Pacini F, Elisei R, Anelli S, Gasperini L, Schipani E, Pinchera A
Institute of Endocrinology, University of Pisa, Italy.
Int J Biol Markers. 1986 May-Aug;1(2):85-8. doi: 10.1177/172460088600100205.
The utility of determining circulating neuron-specific enolase (NSE) in medullary thyroid carcinoma was assessed in 25 patients followed up for a mean period of 45.6 months. In 5 patients tested before any treatment serum NSE concentrations were in the normal range. After total thyroidectomy abnormally high serum NSE concentrations (more than 9.8 ng/ml) were found in 1/3 patients with normal calcitonin (CT) in remission, in 2/10 with elevated CT levels but no evidence of disease and in 9/12 with elevated CT levels and documented metastases. The mean (+/- SD) NSE value in this last group was 12.0 +/- 12.6 ng/ml, significantly higher than in the other groups (p less than 0.005). The time course of serum NSE in patients with long follow-up seems to indicate that serum NSE rises when a large tumor mass is present and usually parallels the pattern of circulating CT. Effective treatment of the metastases is usually followed by reduction of serum NSE. Thus, serum NSE can serve as an additional humoral marker for medullary thyroid carcinoma, its elevation being associated with important metastatic involvement and with a poor prognosis of the tumor.
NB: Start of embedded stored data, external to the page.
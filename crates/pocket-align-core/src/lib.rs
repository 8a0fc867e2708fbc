//! Core types for visual feeder alignment.
//!
//! This crate is intentionally small and hardware-free. It holds:
//! - machine-space [`Location`] values (millimetres),
//! - [`DetectionProfile`], the named bundle of image-processing parameters,
//! - [`ProfileStore`], the persistent profile and part-mapping collection,
//! - the stderr logger used by the binaries.

mod geometry;
mod logger;
mod profile;
mod store;

pub use geometry::Location;
pub use profile::{
    DetectionProfile, MaskKind, MaskSpec, ProfileError, ShapeMethod, SizeFilter, ThresholdSpec,
    MAX_BLUR_SIZE, MAX_MASK_SIZE,
};
pub use store::{PartMapping, ProfileStore, StoreError, DEFAULT_PROFILE_NAME};

#[cfg(feature = "tracing")]
pub use logger::init_tracing;

pub use logger::{init, init_from_env, init_with_level, LogFilter, LOG_ENV_VAR};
对25例平均随访45.6个月的甲状腺髓样癌患者测定循环神经元特异性烯醇化酶(NSE)的效用进行了评估。在5例任何治疗前检测的患者中,血清NSE浓度在正常范围内。全甲状腺切除术后,在1/3降钙素(CT)正常且病情缓解的患者、2/10 CT水平升高但无疾病证据的患者以及9/12 CT水平升高且有记录转移的患者中发现血清NSE浓度异常升高(超过9.8 ng/ml)。最后一组的平均(±标准差)NSE值为12.0±12.6 ng/ml,显著高于其他组(p<0.005)。长期随访患者的血清NSE时间进程似乎表明,当存在大肿瘤块时血清NSE升高,且通常与循环CT模式平行。转移灶有效治疗后血清NSE通常会降低。因此,血清NSE可作为甲状腺髓样癌的一种额外体液标志物,其升高与重要的转移累及和肿瘤的不良预后相关。